ABSTRACT
The efficacy of imatinib, a selective ABL-kinase inhibitor, for the treatment of chronic myeloid leukemia (CML) has set a paradigm for translational research in oncology. 1,2 This success would have been impossible without a detailed understanding of the molecular pathogenesis of CML, a story that took more than 150 years to unravel. CML was described in 1845 independently by Bennett and Virchow. 3,4 Progress was moderate for more than a century, until in 1960 Nowell and Hungerford reported the presence of a small (minute) chromosome 22 (22q − ) in seven CML patients, 5 which was named the Philadelphia chromosome (Ph), according to the city of its discovery. The next four decades saw the identification of the (9;22)(q34;q11) reciprocal translocation by Janet Rowley and colleagues, and the identification of BCR and ABL genes as the translocation partners by Groffen and Bartram, respectively ( Figure 2.1 ). 6-8 Even before the recognition of the BCR-ABL fusion it had been known that ABL is an oncogene.
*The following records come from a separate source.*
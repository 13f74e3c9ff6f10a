//! Cluster Cache Loader
//!
//! Services a local miss by asking every other member for the entry.
//!
//! ```text
//!  load(k) ──▶ ClusteredGet(k, cache) ──▶ members − self
//!                                            │  wait for valid response
//!                                            ▼
//!             successful responses ──▶ collapse equal ──▶ 0: miss
//!                                                         1: entry
//!                                                        >1: divergence
//! ```
//!
//! Only local invocations on a running cache consult the cluster; a peer
//! servicing someone else's clustered get never forwards it.

use std::collections::HashSet;
use std::sync::Arc;

use async_trait::async_trait;
use tracing::{debug, error, instrument};

use super::CacheLoader;
use crate::commands::{ClusteredGetCommand, ReplicableCommand};
use crate::config::ClusterLoaderConfig;
use crate::container::{InternalCacheEntry, InternalCacheValue};
use crate::context::{ComponentStatus, InvocationContext, StatusCell};
use crate::error::{Error, Result};
use crate::marshall::{Object, VersionAwareMarshaller};
use crate::remoting::{Address, ClusteredGetResponseValidityFilter, Response, ResponseMode, RpcManager};

/// Loader backed by the other members of the cluster
pub struct ClusterCacheLoader {
    cache_name: String,
    config: ClusterLoaderConfig,
    rpc: Arc<dyn RpcManager>,
    marshaller: VersionAwareMarshaller,
    status: Arc<StatusCell>,
}

impl ClusterCacheLoader {
    pub fn new(
        cache_name: impl Into<String>,
        config: ClusterLoaderConfig,
        rpc: Arc<dyn RpcManager>,
        marshaller: VersionAwareMarshaller,
        status: Arc<StatusCell>,
    ) -> Self {
        Self {
            cache_name: cache_name.into(),
            config,
            rpc,
            marshaller,
            status,
        }
    }

    fn is_cache_ready(&self) -> bool {
        self.status.get() == ComponentStatus::Running
    }

    async fn remote_call(&self, payload: bytes::Bytes) -> Result<Vec<Response>> {
        let me = self.rpc.address().clone();
        let valid_members: Vec<Address> = self.rpc.members().into_iter().filter(|m| m != &me).collect();
        if valid_members.is_empty() {
            return Ok(Vec::new());
        }

        let filter = ClusteredGetResponseValidityFilter::new(valid_members.iter().cloned());
        let responses = self
            .rpc
            .invoke_remotely(
                Some(&valid_members),
                payload,
                ResponseMode::WaitForValidResponse,
                self.config.remote_call_timeout(),
                Some(Box::new(filter)),
            )
            .await
            .map_err(|e| {
                error!("Clustered get failed: {}", e);
                Error::LoaderTransport { source: Box::new(e) }
            })?;
        Ok(responses.into_values().collect())
    }
}

#[async_trait]
impl CacheLoader for ClusterCacheLoader {
    #[instrument(skip(self, ctx), fields(cache = %self.cache_name))]
    async fn load(&self, key: &Object, ctx: &InvocationContext) -> Result<Option<InternalCacheEntry>> {
        if !(self.is_cache_ready() && ctx.is_origin_local()) {
            return Ok(None);
        }

        let command = ReplicableCommand::ClusteredGet(ClusteredGetCommand {
            key: key.clone(),
            cache_name: self.cache_name.clone(),
        });
        let payload = command.encode(&self.marshaller)?;
        let responses = self.remote_call(payload).await?;

        // Equal answers from different members collapse into one
        let successful: HashSet<Response> = responses
            .into_iter()
            .filter(Response::is_successful)
            .collect();

        match successful.len() {
            0 => {
                debug!("no member holds the key");
                Ok(None)
            }
            1 => {
                let Some(response) = successful.into_iter().next() else {
                    return Ok(None);
                };
                let Some(record) = response.result(&self.marshaller)? else {
                    return Ok(None);
                };
                let value = InternalCacheValue::from_object(&record)?;
                debug!("loaded entry from cluster");
                Ok(Some(value.to_internal_cache_entry(key.clone())))
            }
            count => {
                error!(count, "members disagree on the value, refusing to pick one");
                Err(Error::LoaderDivergence {
                    key: format!("{key:?}"),
                    count,
                })
            }
        }
    }

    async fn load_all(&self) -> Result<Vec<InternalCacheEntry>> {
        Ok(Vec::new())
    }

    async fn load_some(&self, _max_entries: usize) -> Result<Vec<InternalCacheEntry>> {
        Ok(Vec::new())
    }

    async fn load_all_keys(&self, _exclude: &HashSet<Object>) -> Result<HashSet<Object>> {
        Ok(HashSet::new())
    }
}

impl std::fmt::Debug for ClusterCacheLoader {
    fn fmt(&self, f: &mut std::fmt::Formatter<'_>) -> std::fmt::Result {
        f.debug_struct("ClusterCacheLoader")
            .field("cache_name", &self.cache_name)
            .field("config", &self.config)
            .finish()
    }
}

// =============================================================================
// Tests
// =============================================================================
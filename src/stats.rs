//! Cache Statistics
//!
//! Lock-free counters updated on the invocation path.

use std::sync::atomic::{AtomicU64, Ordering};

use serde::Serialize;

/// Per-cache statistics collector
#[derive(Debug, Default)]
pub struct CacheStats {
    // Reads
    hits: AtomicU64,
    misses: AtomicU64,

    // Writes
    stores: AtomicU64,
    removals: AtomicU64,

    // Cluster
    cluster_loads: AtomicU64,
    cluster_load_misses: AtomicU64,
    replications: AtomicU64,
}

impl CacheStats {
    /// Create a new statistics collector
    pub fn new() -> Self {
        Self::default()
    }

    pub fn record_hit(&self) {
        self.hits.fetch_add(1, Ordering::Relaxed);
    }

    pub fn record_miss(&self) {
        self.misses.fetch_add(1, Ordering::Relaxed);
    }

    pub fn record_store(&self) {
        self.stores.fetch_add(1, Ordering::Relaxed);
    }

    pub fn record_removal(&self) {
        self.removals.fetch_add(1, Ordering::Relaxed);
    }

    pub fn record_cluster_load(&self) {
        self.cluster_loads.fetch_add(1, Ordering::Relaxed);
    }

    pub fn record_cluster_load_miss(&self) {
        self.cluster_load_misses.fetch_add(1, Ordering::Relaxed);
    }

    pub fn record_replication(&self) {
        self.replications.fetch_add(1, Ordering::Relaxed);
    }

    pub fn hits(&self) -> u64 {
        self.hits.load(Ordering::Relaxed)
    }

    pub fn misses(&self) -> u64 {
        self.misses.load(Ordering::Relaxed)
    }

    pub fn hit_ratio(&self) -> f64 {
        let hits = self.hits() as f64;
        let total = hits + self.misses() as f64;
        if total == 0.0 {
            0.0
        } else {
            hits / total
        }
    }

    /// Get a snapshot of all counters
    pub fn snapshot(&self) -> StatsSnapshot {
        StatsSnapshot {
            hits: self.hits(),
            misses: self.misses(),
            hit_ratio: self.hit_ratio(),
            stores: self.stores.load(Ordering::Relaxed),
            removals: self.removals.load(Ordering::Relaxed),
            cluster_loads: self.cluster_loads.load(Ordering::Relaxed),
            cluster_load_misses: self.cluster_load_misses.load(Ordering::Relaxed),
            replications: self.replications.load(Ordering::Relaxed),
        }
    }

    /// Reset all counters
    pub fn reset(&self) {
        for counter in [
            &self.hits,
            &self.misses,
            &self.stores,
            &self.removals,
            &self.cluster_loads,
            &self.cluster_load_misses,
            &self.replications,
        ] {
            counter.store(0, Ordering::Relaxed);
        }
    }
}

/// Snapshot of all cache statistics
#[derive(Debug, Clone, Serialize)]
pub struct StatsSnapshot {
    pub hits: u64,
    pub misses: u64,
    pub hit_ratio: f64,
    pub stores: u64,
    pub removals: u64,
    pub cluster_loads: u64,
    pub cluster_load_misses: u64,
    pub replications: u64,
}

#[cfg(test)]
mod tests {
    use super::*;

    #[test]
    fn test_new_stats_are_zero() {
        let stats = CacheStats::new();
        assert_eq!(stats.hits(), 0);
        assert_eq!(stats.misses(), 0);
        assert_eq!(stats.hit_ratio(), 0.0);
    }

    #[test]
    fn test_hit_tracking() {
        let stats = CacheStats::new();
        stats.record_hit();
        stats.record_hit();
        stats.record_miss();
        assert_eq!(stats.hits(), 2);
        assert!((stats.hit_ratio() - 0.666).abs() < 0.01);
    }

    #[test]
    fn test_snapshot_and_reset() {
        let stats = CacheStats::new();
        stats.record_store();
        stats.record_cluster_load();
        stats.record_replication();

        let snapshot = stats.snapshot();
        assert_eq!(snapshot.stores, 1);
        assert_eq!(snapshot.cluster_loads, 1);
        assert_eq!(snapshot.replications, 1);

        stats.reset();
        assert_eq!(stats.snapshot().stores, 0);
    }

    #[test]
    fn test_snapshot_serializes() {
        let stats = CacheStats::new();
        stats.record_removal();
        let json = serde_json::to_value(stats.snapshot()).unwrap();
        assert_eq!(json["removals"], 1);
        assert_eq!(json["cluster_load_misses"], 0);
    }
}
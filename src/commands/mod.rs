//! Commands
//!
//! Every cache operation travels through the interceptor chain as a
//! [`Command`] and comes back as a [`Reply`]. Writes that must reach other
//! members are wrapped in a [`SingleRpcCommand`]; misses serviced by peers use
//! a [`ClusteredGetCommand`]. Both are [`ReplicableCommand`]s and encode
//! through the marshaller like any other object.

use bytes::Bytes;

use crate::error::{Error, Result};
use crate::marshall::builtin::tags;
use crate::marshall::{Codec, Object, VersionAwareMarshaller};

// =============================================================================
// Local Commands
// =============================================================================

/// Store a value
#[derive(Debug, Clone, PartialEq, Eq, Hash)]
pub struct PutKeyValueCommand {
    pub key: Object,
    pub value: Object,
    /// Negative for no lifespan
    pub lifespan_ms: i64,
    /// Negative for no idle bound
    pub max_idle_ms: i64,
    /// Stamped once by the originator so every replica expires together
    pub created_ms: i64,
}

#[derive(Debug, Clone, PartialEq, Eq, Hash)]
pub struct RemoveCommand {
    pub key: Object,
}

#[derive(Debug, Clone, Copy, PartialEq, Eq, Hash)]
pub struct ClearCommand;

#[derive(Debug, Clone, PartialEq, Eq, Hash)]
pub struct GetKeyValueCommand {
    pub key: Object,
}

#[derive(Debug, Clone, PartialEq, Eq, Hash)]
pub struct ContainsKeyCommand {
    pub key: Object,
}

/// A write that may be replicated
#[derive(Debug, Clone, PartialEq, Eq, Hash)]
pub enum WriteCommand {
    Put(PutKeyValueCommand),
    Remove(RemoveCommand),
    Clear(ClearCommand),
}

impl WriteCommand {
    pub fn to_object(&self) -> Object {
        match self {
            WriteCommand::Put(c) => Object::new(c.clone()),
            WriteCommand::Remove(c) => Object::new(c.clone()),
            WriteCommand::Clear(c) => Object::new(*c),
        }
    }

    pub fn from_object(object: &Object) -> Result<Self> {
        if let Some(c) = object.downcast_ref::<PutKeyValueCommand>() {
            return Ok(WriteCommand::Put(c.clone()));
        }
        if let Some(c) = object.downcast_ref::<RemoveCommand>() {
            return Ok(WriteCommand::Remove(c.clone()));
        }
        if let Some(c) = object.downcast_ref::<ClearCommand>() {
            return Ok(WriteCommand::Clear(*c));
        }
        Err(Error::malformed(format!("expected a write command, got {}", object.type_name())))
    }
}

/// Operation flowing through the interceptor chain
#[derive(Debug, Clone)]
pub enum Command {
    Put(PutKeyValueCommand),
    Remove(RemoveCommand),
    Clear(ClearCommand),
    Get(GetKeyValueCommand),
    ContainsKey(ContainsKeyCommand),
    Size,
    KeySet,
    Values,
    EntrySet,
}

impl Command {
    pub fn name(&self) -> &'static str {
        match self {
            Command::Put(_) => "put",
            Command::Remove(_) => "remove",
            Command::Clear(_) => "clear",
            Command::Get(_) => "get",
            Command::ContainsKey(_) => "contains_key",
            Command::Size => "size",
            Command::KeySet => "key_set",
            Command::Values => "values",
            Command::EntrySet => "entry_set",
        }
    }

    /// The key this command targets, if any
    pub fn key(&self) -> Option<&Object> {
        match self {
            Command::Put(c) => Some(&c.key),
            Command::Remove(c) => Some(&c.key),
            Command::Get(c) => Some(&c.key),
            Command::ContainsKey(c) => Some(&c.key),
            _ => None,
        }
    }

    /// The replicable form of a write
    pub fn to_write(&self) -> Option<WriteCommand> {
        match self {
            Command::Put(c) => Some(WriteCommand::Put(c.clone())),
            Command::Remove(c) => Some(WriteCommand::Remove(c.clone())),
            Command::Clear(c) => Some(WriteCommand::Clear(*c)),
            _ => None,
        }
    }

    pub fn is_write(&self) -> bool {
        matches!(self, Command::Put(_) | Command::Remove(_) | Command::Clear(_))
    }
}

impl From<WriteCommand> for Command {
    fn from(write: WriteCommand) -> Self {
        match write {
            WriteCommand::Put(c) => Command::Put(c),
            WriteCommand::Remove(c) => Command::Remove(c),
            WriteCommand::Clear(c) => Command::Clear(c),
        }
    }
}

// =============================================================================
// Replies
// =============================================================================

/// Result of a command
#[derive(Debug, Clone, PartialEq)]
pub enum Reply {
    None,
    Value(Option<Object>),
    Bool(bool),
    Size(usize),
    Objects(Vec<Object>),
    Entries(Vec<(Object, Object)>),
}

impl Reply {
    fn mismatch(&self, expected: &str) -> Error {
        Error::Internal(format!("expected a {expected} reply, got {self:?}"))
    }

    pub fn into_value(self) -> Result<Option<Object>> {
        match self {
            Reply::Value(value) => Ok(value),
            Reply::None => Ok(None),
            other => Err(other.mismatch("value")),
        }
    }

    pub fn into_bool(self) -> Result<bool> {
        match self {
            Reply::Bool(b) => Ok(b),
            other => Err(other.mismatch("boolean")),
        }
    }

    pub fn into_size(self) -> Result<usize> {
        match self {
            Reply::Size(n) => Ok(n),
            other => Err(other.mismatch("size")),
        }
    }

    pub fn into_objects(self) -> Result<Vec<Object>> {
        match self {
            Reply::Objects(objects) => Ok(objects),
            other => Err(other.mismatch("collection")),
        }
    }

    pub fn into_entries(self) -> Result<Vec<(Object, Object)>> {
        match self {
            Reply::Entries(entries) => Ok(entries),
            other => Err(other.mismatch("entry")),
        }
    }
}

// =============================================================================
// Remote Commands
// =============================================================================

/// Ask peers for their entry under `key`
#[derive(Debug, Clone, PartialEq, Eq, Hash)]
pub struct ClusteredGetCommand {
    pub key: Object,
    pub cache_name: String,
}

/// A write addressed to a named cache on other members
#[derive(Debug, Clone, PartialEq, Eq, Hash)]
pub struct SingleRpcCommand {
    pub cache_name: String,
    pub command: WriteCommand,
}

/// Anything a member can send to another
#[derive(Debug, Clone, PartialEq, Eq)]
pub enum ReplicableCommand {
    Single(SingleRpcCommand),
    ClusteredGet(ClusteredGetCommand),
}

impl ReplicableCommand {
    /// Encode as a top-level stream
    ///
    /// Marshalled values inside the command are serialized here, once, and
    /// every recipient receives the same buffer.
    pub fn encode(&self, marshaller: &VersionAwareMarshaller) -> Result<Bytes> {
        let object = match self {
            ReplicableCommand::Single(c) => Object::new(c.clone()),
            ReplicableCommand::ClusteredGet(c) => Object::new(c.clone()),
        };
        marshaller.object_to_bytes(&object)
    }

    pub fn decode(marshaller: &VersionAwareMarshaller, bytes: Bytes) -> Result<Self> {
        let object = marshaller.object_from_bytes(bytes)?;
        if let Some(c) = object.downcast_ref::<SingleRpcCommand>() {
            return Ok(ReplicableCommand::Single(c.clone()));
        }
        if let Some(c) = object.downcast_ref::<ClusteredGetCommand>() {
            return Ok(ReplicableCommand::ClusteredGet(c.clone()));
        }
        Err(Error::malformed(format!("expected a replicable command, got {}", object.type_name())))
    }

    pub fn cache_name(&self) -> &str {
        match self {
            ReplicableCommand::Single(c) => &c.cache_name,
            ReplicableCommand::ClusteredGet(c) => &c.cache_name,
        }
    }
}

/// Codecs for commands that cross the wire
pub(crate) fn codecs() -> Vec<Codec> {
    vec![
        Codec::new::<PutKeyValueCommand, _, _>(
            tags::PUT_KEY_VALUE,
            |out, c| {
                out.write_object(&c.key)?;
                out.write_object(&c.value)?;
                out.write_i64(c.lifespan_ms);
                out.write_i64(c.max_idle_ms);
                out.write_i64(c.created_ms);
                Ok(())
            },
            |input| {
                Ok(PutKeyValueCommand {
                    key: input.read_object()?,
                    value: input.read_object()?,
                    lifespan_ms: input.read_i64()?,
                    max_idle_ms: input.read_i64()?,
                    created_ms: input.read_i64()?,
                })
            },
        ),
        Codec::new::<RemoveCommand, _, _>(
            tags::REMOVE,
            |out, c| out.write_object(&c.key),
            |input| Ok(RemoveCommand { key: input.read_object()? }),
        ),
        Codec::new::<ClearCommand, _, _>(tags::CLEAR, |_, _| Ok(()), |_| Ok(ClearCommand)),
        Codec::new::<ClusteredGetCommand, _, _>(
            tags::CLUSTERED_GET,
            |out, c| {
                out.write_object(&c.key)?;
                out.write_str(&c.cache_name);
                Ok(())
            },
            |input| {
                Ok(ClusteredGetCommand {
                    key: input.read_object()?,
                    cache_name: input.read_string()?,
                })
            },
        ),
        Codec::new::<SingleRpcCommand, _, _>(
            tags::SINGLE_RPC,
            |out, c| {
                out.write_str(&c.cache_name);
                out.write_object(&c.command.to_object())
            },
            |input| {
                let cache_name = input.read_string()?;
                let command = WriteCommand::from_object(&input.read_object()?)?;
                Ok(SingleRpcCommand { cache_name, command })
            },
        ),
    ]
}

// =============================================================================
// Tests
// =============================================================================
When studying the Moloney murine leukemia virus (M-MuLV) in neonatal mice, Abelson and Rabstein discovered a retrovirus with different oncogenic potential, which they termed Abelson-murine leukemia virus (A-MuLV). 9,10 Additional studies showed that the virus contained GAG sequences fused upstream of murine ABL. 11 Around the same time Collett and Erikson reported a correlation between the protein kinase activity of the Rous sarcoma virus (RSV) SRC protein and its transforming potency, which was subsequently characterized as specific tyrosine kinase activity by Hunter
and Sefton. 12,13 The discovery that v-ABL is a tyrosine kinase and that the transforming potency of BCR-ABL is dependent on its tyrosine kinase activity led to the concept that transforming oncogenes can dysregulate target cells via aberrant tyrosine phosphorylation. 14,15 Recognizing the central role of BCR-ABL for disease pathogenesis, the World Health Organization has defined CML as a BCR-ABL - positive myeloproliferative disorder.